Last Sunday we had a Q&A sermon in our 2 churches, here are the questions asked, and some of the answers (summarised) given on the day. If commenters can expand on any of these, that would be really helpful! If you're a St. James/St. Peters member, please carry on the conversation in your cell groups.
During the
communion service why do we have a gradual hymn and what does it signify?

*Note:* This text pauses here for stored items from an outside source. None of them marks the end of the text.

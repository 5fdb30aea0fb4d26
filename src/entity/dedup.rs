use crate::entity::StableKey;
use std::collections::HashSet;

/// Set of stable keys seen during one crawl
///
/// A key is recorded at most once, so `len()` is the unique entity count
/// no matter how many overlapping queries returned the same entity.
#[derive(Debug, Default)]
pub struct Deduplicator {
    seen: HashSet<StableKey>,
}

impl Deduplicator {
    pub fn new() -> Self {
        Self::default()
    }

    /// Records a key, returning true if it had not been seen before
    pub fn insert(&mut self, key: StableKey) -> bool {
        self.seen.insert(key)
    }

    pub fn contains(&self, key: &StableKey) -> bool {
        self.seen.contains(key)
    }

    pub fn len(&self) -> usize {
        self.seen.len()
    }

    pub fn is_empty(&self) -> bool {
        self.seen.is_empty()
    }
}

‘Gradual’ is from the Latin ‘gradus’ meaning a step. Medieval churches had a reading pulpit, and a psalm or chant was sung from the step of this as the Gospel was taken in procession up to be read. We now sing a hymn, there are no steps involved, but we still call it the 'gradual'.
Can we have
ongoing explanations of symbolism contained in our services, perhaps during the
5th Sunday service, e.g. What is a collect, why does the vestment and altar cloths change colour,
why are the bread and wine brought up from the back of church etc......why does
David wear a white robe and Tony a black dress and white top?
good idea!
What is the
structure of the Anglican Church?
I'd better let the CofE answer this for itself, click
here.
What does a usual week as a member of
the clergy consist of
There's no such thing as a usual week! The past 7 days has included:
- meeting with a local family to support them and plan for a difficult funeral, then taking the service itself and spending time with mourners afterwards
- preparing for this sermon
- time with lay leaders in the church: deacon in training, Childrens and Families worker, leaders of the H+ course we'll be running in the autumn on getting into the Bible, staff meeting, college chaplaincy volunteers
- meeting with other local church leaders
- preparing and leading leavers assemblies for the local primary school
- preparing families for baptisms and weddings
- meeting with a small accountability group of fellow clergy for prayer and mutual support
- planning with community leaders, local councils and housing associations about work on the Wyndham Park new estate
- the usual round of emails, Facebook etc. (different people like to keep in touch in different ways, including phone, email, Facebook and Twitter. I even got a handwritten letter!)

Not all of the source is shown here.